> _TASK ITEM_: Give back the records in full, with every line exactly as it was.

> _DATA SUPPLIED_:
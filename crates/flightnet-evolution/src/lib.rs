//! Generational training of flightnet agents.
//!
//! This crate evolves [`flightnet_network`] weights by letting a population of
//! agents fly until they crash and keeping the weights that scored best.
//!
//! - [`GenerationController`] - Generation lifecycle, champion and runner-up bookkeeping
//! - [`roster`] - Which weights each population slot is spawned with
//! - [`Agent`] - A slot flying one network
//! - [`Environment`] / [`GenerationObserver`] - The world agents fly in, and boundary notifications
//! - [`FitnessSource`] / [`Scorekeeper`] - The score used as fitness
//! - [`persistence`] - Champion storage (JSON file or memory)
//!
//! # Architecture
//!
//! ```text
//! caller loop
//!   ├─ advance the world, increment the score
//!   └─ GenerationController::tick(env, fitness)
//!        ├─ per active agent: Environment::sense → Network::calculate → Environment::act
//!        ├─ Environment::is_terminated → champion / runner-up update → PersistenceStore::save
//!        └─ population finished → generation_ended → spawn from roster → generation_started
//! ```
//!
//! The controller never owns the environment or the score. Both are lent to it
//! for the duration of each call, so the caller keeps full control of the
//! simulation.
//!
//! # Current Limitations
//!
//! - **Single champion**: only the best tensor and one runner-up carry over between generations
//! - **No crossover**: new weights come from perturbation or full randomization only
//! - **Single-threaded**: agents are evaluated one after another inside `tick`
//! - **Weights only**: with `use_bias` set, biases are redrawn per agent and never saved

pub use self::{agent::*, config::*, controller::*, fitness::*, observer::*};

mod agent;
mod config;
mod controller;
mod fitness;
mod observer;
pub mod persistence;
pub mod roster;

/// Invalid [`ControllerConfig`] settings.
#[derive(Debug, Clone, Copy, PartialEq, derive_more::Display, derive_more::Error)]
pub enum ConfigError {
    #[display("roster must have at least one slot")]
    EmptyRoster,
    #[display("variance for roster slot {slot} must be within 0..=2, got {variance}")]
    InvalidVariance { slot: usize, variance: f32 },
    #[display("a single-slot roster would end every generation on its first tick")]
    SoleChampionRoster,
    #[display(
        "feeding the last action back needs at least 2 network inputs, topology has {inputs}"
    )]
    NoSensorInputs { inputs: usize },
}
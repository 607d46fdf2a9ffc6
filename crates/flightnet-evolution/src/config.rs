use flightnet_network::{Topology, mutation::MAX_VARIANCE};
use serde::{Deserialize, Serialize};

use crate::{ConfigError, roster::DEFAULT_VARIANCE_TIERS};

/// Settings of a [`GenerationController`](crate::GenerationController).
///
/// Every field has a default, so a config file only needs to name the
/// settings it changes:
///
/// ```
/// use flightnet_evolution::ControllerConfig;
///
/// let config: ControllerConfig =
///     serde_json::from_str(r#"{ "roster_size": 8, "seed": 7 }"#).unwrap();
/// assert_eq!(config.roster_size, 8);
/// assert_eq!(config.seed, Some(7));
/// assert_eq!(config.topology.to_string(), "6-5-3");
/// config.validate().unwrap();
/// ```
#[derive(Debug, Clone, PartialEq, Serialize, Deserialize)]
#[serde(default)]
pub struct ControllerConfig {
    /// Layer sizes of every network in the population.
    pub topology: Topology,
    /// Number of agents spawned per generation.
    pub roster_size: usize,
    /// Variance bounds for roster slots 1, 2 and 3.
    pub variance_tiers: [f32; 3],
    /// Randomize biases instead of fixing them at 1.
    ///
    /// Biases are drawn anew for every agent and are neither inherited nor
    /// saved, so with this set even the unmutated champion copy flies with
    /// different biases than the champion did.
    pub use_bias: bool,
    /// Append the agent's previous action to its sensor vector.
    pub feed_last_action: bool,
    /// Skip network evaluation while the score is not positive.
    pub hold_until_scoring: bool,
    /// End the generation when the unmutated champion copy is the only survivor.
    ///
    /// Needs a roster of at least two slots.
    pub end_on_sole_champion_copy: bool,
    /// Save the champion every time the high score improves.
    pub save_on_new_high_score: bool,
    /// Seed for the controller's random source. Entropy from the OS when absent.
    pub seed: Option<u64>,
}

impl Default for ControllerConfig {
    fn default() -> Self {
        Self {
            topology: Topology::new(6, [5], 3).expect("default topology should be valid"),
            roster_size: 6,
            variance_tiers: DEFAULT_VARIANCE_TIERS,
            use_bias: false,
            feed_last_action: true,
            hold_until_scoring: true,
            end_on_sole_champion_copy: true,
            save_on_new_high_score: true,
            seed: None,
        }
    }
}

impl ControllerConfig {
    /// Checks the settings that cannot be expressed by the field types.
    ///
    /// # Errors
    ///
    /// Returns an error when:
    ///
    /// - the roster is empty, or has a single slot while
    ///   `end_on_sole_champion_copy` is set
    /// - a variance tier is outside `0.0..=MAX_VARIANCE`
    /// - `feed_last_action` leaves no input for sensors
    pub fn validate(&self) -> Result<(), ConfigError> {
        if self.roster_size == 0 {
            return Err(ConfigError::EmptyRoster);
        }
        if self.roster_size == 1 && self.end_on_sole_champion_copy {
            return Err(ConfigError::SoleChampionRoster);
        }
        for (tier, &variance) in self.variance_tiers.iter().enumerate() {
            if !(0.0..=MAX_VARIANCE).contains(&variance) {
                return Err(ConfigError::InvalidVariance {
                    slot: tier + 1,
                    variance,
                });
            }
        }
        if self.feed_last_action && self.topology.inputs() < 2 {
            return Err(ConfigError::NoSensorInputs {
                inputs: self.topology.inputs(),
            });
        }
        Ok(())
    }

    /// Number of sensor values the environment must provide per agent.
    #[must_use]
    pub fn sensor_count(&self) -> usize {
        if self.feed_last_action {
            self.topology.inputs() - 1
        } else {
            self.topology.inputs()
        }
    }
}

> _ANSWER BELOW_:
filename crates/flightnet-evolution/src/lib.rs
//! Generational training of flightnet agents.
//!
//! This crate evolves [`flightnet_network`] weights by letting a population of
//! agents fly until they crash and keeping the weights that scored best.
//!
//! - [`GenerationController`] - Generation lifecycle, champion and runner-up bookkeeping
//! - [`roster`] - Which weights each population slot is spawned with
//! - [`Agent`] - A slot flying one network
//! - [`Environment`] / [`GenerationObserver`] - The world agents fly in, and boundary notifications
//! - [`FitnessSource`] / [`Scorekeeper`] - The score used as fitness
//! - [`persistence`] - Champion storage (JSON file or memory)
//!
//! # Architecture
//!
//! ```text
//! caller loop
//!   ├─ advance the world, increment the score
//!   └─ GenerationController::tick(env, fitness)
//!        ├─ per active agent: Environment::sense → Network::calculate → Environment::act
//!        ├─ Environment::is_terminated → champion / runner-up update → PersistenceStore::save
//!        └─ population finished → generation_ended → spawn from roster → generation_started
//! ```
//!
//! The controller never owns the environment or the score. Both are lent to it
//! for the duration of each call, so the caller keeps full control of the
//! simulation.
//!
//! # Current Limitations
//!
//! - **Single champion**: only the best tensor and one runner-up carry over between generations
//! - **No crossover**: new weights come from perturbation or full randomization only
//! - **Single-threaded**: agents are evaluated one after another inside `tick`
//! - **Weights only**: with `use_bias` set, biases are redrawn per agent and never saved

pub use self::{agent::*, config::*, controller::*, fitness::*, observer::*};

mod agent;
mod config;
mod controller;
mod fitness;
mod observer;
pub mod persistence;
pub mod roster;

/// Invalid [`ControllerConfig`] settings.
#[derive(Debug, Clone, Copy, PartialEq, derive_more::Display, derive_more::Error)]
pub enum ConfigError {
    #[display("roster must have at least one slot")]
    EmptyRoster,
    #[display("variance for roster slot {slot} must be within 0..=2, got {variance}")]
    InvalidVariance { slot: usize, variance: f32 },
    #[display("a single-slot roster would end every generation on its first tick")]
    SoleChampionRoster,
    #[display(
        "feeding the last action back needs at least 2 network inputs, topology has {inputs}"
    )]
    NoSensorInputs { inputs: usize },
}
repository 607d46fdf2a9ffc6
filename crates/flightnet-evolution/src/config.rs
use flightnet_network::{Topology, mutation::MAX_VARIANCE};
use serde::{Deserialize, Serialize};

use crate::{ConfigError, roster::DEFAULT_VARIANCE_TIERS};

/// Settings of a [`GenerationController`](crate::GenerationController).
///
/// Every field has a default, so a config file only needs to name the
/// settings it changes:
///
/// ```
/// use flightnet_evolution::ControllerConfig;
///
/// let config: ControllerConfig =
///     serde_json::from_str(r#"{ "roster_size": 8, "seed": 7 }"#).unwrap();
/// assert_eq!(config.roster_size, 8);
/// assert_eq!(config.seed, Some(7));
/// assert_eq!(config.topology.to_string(), "6-5-3");
/// config.validate().unwrap();
/// ```
#[derive(Debug, Clone, PartialEq, Serialize, Deserialize)]
#[serde(default)]
pub struct ControllerConfig {
    /// Layer sizes of every network in the population.
    pub topology: Topology,
    /// Number of agents spawned per generation.
    pub roster_size: usize,
    /// Variance bounds for roster slots 1, 2 and 3.
    pub variance_tiers: [f32; 3],
    /// Randomize biases instead of fixing them at 1.
    ///
    /// Biases are drawn anew for every agent and are neither inherited nor
    /// saved, so with this set even the unmutated champion copy flies with
    /// different biases than the champion did.
    pub use_bias: bool,
    /// Append the agent's previous action to its sensor vector.
    pub feed_last_action: bool,
    /// Skip network evaluation while the score is not positive.
    pub hold_until_scoring: bool,
    /// End the generation when the unmutated champion copy is the only survivor.
    ///
    /// Needs a roster of at least two slots.
    pub end_on_sole_champion_copy: bool,
    /// Save the champion every time the high score improves.
    pub save_on_new_high_score: bool,
    /// Seed for the controller's random source. Entropy from the OS when absent.
    pub seed: Option<u64>,
}

impl Default for ControllerConfig {
    fn default() -> Self {
        Self {
            topology: Topology::new(6, [5], 3).expect("default topology should be valid"),
            roster_size: 6,
            variance_tiers: DEFAULT_VARIANCE_TIERS,
            use_bias: false,
            feed_last_action: true,
            hold_until_scoring: true,
            end_on_sole_champion_copy: true,
            save_on_new_high_score: true,
            seed: None,
        }
    }
}

impl ControllerConfig {
    /// Checks the settings that cannot be expressed by the field types.
    ///
    /// # Errors
    ///
    /// Returns an error when:
    ///
    /// - the roster is empty, or has a single slot while
    ///   `end_on_sole_champion_copy` is set
    /// - a variance tier is outside `0.0..=MAX_VARIANCE`
    /// - `feed_last_action` leaves no input for sensors
    pub fn validate(&self) -> Result<(), ConfigError> {
        if self.roster_size == 0 {
            return Err(ConfigError::EmptyRoster);
        }
        if self.roster_size == 1 && self.end_on_sole_champion_copy {
            return Err(ConfigError::SoleChampionRoster);
        }
        for (tier, &variance) in self.variance_tiers.iter().enumerate() {
            if !(0.0..=MAX_VARIANCE).contains(&variance) {
                return Err(ConfigError::InvalidVariance {
                    slot: tier + 1,
                    variance,
                });
            }
        }
        if self.feed_last_action && self.topology.inputs() < 2 {
            return Err(ConfigError::NoSensorInputs {
                inputs: self.topology.inputs(),
            });
        }
        Ok(())
    }

    /// Number of sensor values the environment must provide per agent.
    #[must_use]
    pub fn sensor_count(&self) -> usize {
        if self.feed_last_action {
            self.topology.inputs() - 1
        } else {
            self.topology.inputs()
        }
    }
}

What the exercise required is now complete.